If that link doesn't get you there, here is the editorial (emphasis added):



(New England Journal of Medicine Editorial) "Progress toward Mitigating Disability Progression in Multiple Sclerosis" by Peter A. Calabresi, MD:

Multiple sclerosis is the most common cause of progressive neurologic disability in young adults. There had been no treatments for the disease, except for glucocorticoids, which were used for more than 25 years before they were shown to reduce the duration and severity of acute relapses but to have no benefit with respect to the accumulation of disability. Then, in 1993, interferon beta was shown to reduce the frequency of relapses and the number and area of lesions on T2-weighted magnetic resonance imaging (MRI) of the brain.

Since then, more than 20 additional drugs have been approved for multiple sclerosis, predominantly for relapsing forms of the disease. These compounds mostly modulate the peripheral immune system and minimally target existing lesions in the brain and meninges. As a result, persons with multiple sclerosis who are treated with these drugs have few new clinical exacerbations; however, the lesions that form before treatment often remain chronically active and continue to cause progressive tissue damage and disability. The pathogenesis of secondary progressive multiple sclerosis, which is characterized by insidious disease progression in the absence of new infiltration of peripheral immune cells, involves reactive gliosis (microglia and astroglia), chronic demyelination, and neuroaxonal injury.

In this issue of the Journal, three landmark clinical trials provide evidence that a brain-penetrant Bruton’s tyrosine kinase (BTK) inhibitor, tolebrutinib, may slow disability progression in multiple sclerosis.
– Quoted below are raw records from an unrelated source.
impl PostgresTx {
    async fn fetch_licenses(&mut self, sql: &str, bind: Uuid) -> StoreResult<Vec<License>> {
        let rows = sqlx::query(sql)
            .bind(bind)
            .fetch_all(&mut *self.tx)
            .await
            .map_err(|e| map_sqlx_error("fetch_licenses", e))?;
        rows.iter().map(license_from_row).collect()
    }

    async fn line_items_for(&mut self, invoice_ids: &[Uuid]) -> StoreResult<HashMap<Uuid, Vec<LineItem>>> {
        let rows = sqlx::query(
            r#"
            SELECT id, invoice_id, position, plan_id, description, quantity, unit_price, total
            FROM invoice_line_items
            WHERE invoice_id = ANY($1)
            ORDER BY invoice_id, position ASC
            "#,
        )
        .bind(invoice_ids)
        .fetch_all(&mut *self.tx)
        .await
        .map_err(|e| map_sqlx_error("line_items_for", e))?;

        let mut grouped: HashMap<Uuid, Vec<LineItem>> = HashMap::new();
        for row in &rows {
            let row = LineItemRow::from_row(row).map_err(|e| map_sqlx_error("line_items_for", e))?;
            grouped.entry(row.invoice_id).or_default().push(row.try_into()?);
        }
        Ok(grouped)
    }

    async fn invoices_with_lines(&mut self, rows: Vec<PgRow>) -> StoreResult<Vec<Invoice>> {
        let rows = rows
            .iter()
            .map(InvoiceRow::from_row)
            .collect::<Result<Vec<_>, _>>()
            .map_err(|e| map_sqlx_error("invoices_with_lines", e))?;
        let ids: Vec<Uuid> = rows.iter().map(|r| r.id).collect();
        let mut lines = self.line_items_for(&ids).await?;

        rows.into_iter()
            .map(|row| {
                let line_items = lines.remove(&row.id).unwrap_or_default();
                row.into_invoice(line_items)
            })
            .collect()
    }

    async fn insert_line_items(&mut self, invoice: &Invoice) -> StoreResult<()> {
        for (position, item) in invoice.line_items.iter().enumerate() {
            sqlx::query(
                r#"
                INSERT INTO invoice_line_items (
                    id, invoice_id, position, plan_id, description, quantity, unit_price, total
                ) VALUES ($1, $2, $3, $4, $5, $6, $7, $8)
                "#,
            )
            .bind(item.id.as_uuid())
            .bind(invoice.id.as_uuid())
            .bind(position as i32)
            .bind(item.plan_id.as_uuid())
            .bind(&item.description)
            .bind(i64::from(item.quantity))
            .bind(to_db_amount("unit_price", item.unit_price)?)
            .bind(to_db_amount("total", item.total)?)
            .execute(&mut *self.tx)
            .await
            .map_err(|e| map_sqlx_error("insert_line_items", e))?;
        }
        Ok(())
    }

    async fn delete_line_items(&mut self, invoice_id: InvoiceId) -> StoreResult<()> {
        sqlx::query("DELETE FROM invoice_line_items WHERE invoice_id = $1")
            .bind(invoice_id.as_uuid())
            .execute(&mut *self.tx)
            .await
            .map_err(|e| map_sqlx_error("delete_line_items", e))?;
        Ok(())
    }
}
Investigators report the efficacy of tolebrutinib in relapsing multiple sclerosis (the GEMINI 1 and GEMINI 2 trials) and secondary progressive multiple sclerosis (the HERCULES trial).

BTK inhibitors are being tested in several trials in immune-mediated diseases because the enzyme is important for B-cell activation. BTK is also expressed in myeloid lineage cells, including reactive microglia. Tolebrutinib was designed to be brain-penetrant to suppress B cells both in the periphery and the meninges, as well as in activated microglia at the edge of chronic active lesions.
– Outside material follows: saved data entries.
//! `licensedesk-core`: domain foundation building blocks.
//!
//! This crate contains **pure domain** primitives (no infrastructure concerns).

pub mod clock;
pub mod entity;
pub mod error;
pub mod id;

pub use clock::{Clock, FixedClock, SystemClock};
pub use entity::Entity;
pub use error::{DomainError, DomainResult};
pub use id::{
    ActivityId, BankId, CompanyId, InvoiceId, LicenseId, LineItemId, PlanId, ProductId, UserId,
};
The HERCULES trial, which recruited participants with secondary progressive multiple sclerosis and no recent clinical relapses, assessed the efficacy of tolebrutinib as compared with placebo in the absence of classic inflammatory disease. The percentage of participants who had confirmed disability progression that was sustained for at least 3 months and for at least 6 months was smaller in the tolebrutinib group than in the placebo group. The rate of new or enlarging lesions on T2-weighted MRI was lower in the tolebrutinib group than in the placebo group, a finding that suggests that there was a component of active inflammation in this trial population, despite attempts to recruit participants with noninflammatory progressive multiple sclerosis.
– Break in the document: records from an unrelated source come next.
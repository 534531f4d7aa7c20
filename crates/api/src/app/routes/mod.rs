use axum::{routing::get, Router};

pub mod activity;
pub mod invoices;
pub mod licenses;
pub mod system;

/// Router for all authenticated endpoints.
pub fn router() -> Router {
    Router::new()
        .route("/whoami", get(system::whoami))
        .nest("/licenses", licenses::router())
        .nest("/invoices", invoices::router())
        .nest("/activity", activity::router())
}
The GEMINI trials were active-comparator trials for ethical reasons (because there are effective therapies known to reduce relapse rates).

The two trials compared tolebrutinib with teriflunomide and involved participants with relapsing forms of multiple sclerosis. There was no significant difference between the two drugs in the annualized relapse rate or the number of new or enlarging lesions on T2-weighted MRI. This result is consistent with the results of another recently completed trial of a BTK inhibitor (evobrutinib) for the treatment of relapsing multiple sclerosis that acts in the periphery. Nonetheless, despite the absence of any additional beneficial effect on acute inflammation-mediated clinical events or acute inflammatory activity on MRI (as compared with teriflunomide), there was apparent slowing of confirmed disability progression with tolebrutinib, which, when viewed in the context of the HERCULES trial, suggests that tolebrutinib may target chronic inflammation in the central nervous system.

Caution in the interpretation of these results is indicated, pending further data analyses from these trials and ongoing studies of BTK inhibitors in progressive multiple sclerosis. Progression independent of relapse activity has been widely cited as an important outcome in studies in multiple sclerosis, but it does not capture subclinical MRI activity and accumulated lesion load on T2-weighted MRI that are known to be more prevalent than relapses and to predict future disease progression. Progression in the absence of relapses and new lesion formation on MRI is more sensitive in determining whether the mechanisms underlying disease progression are new inflammatory infiltrates (new or gadolinium-enhancing lesions) or the insidious neurodegenerative process for which we need new therapies.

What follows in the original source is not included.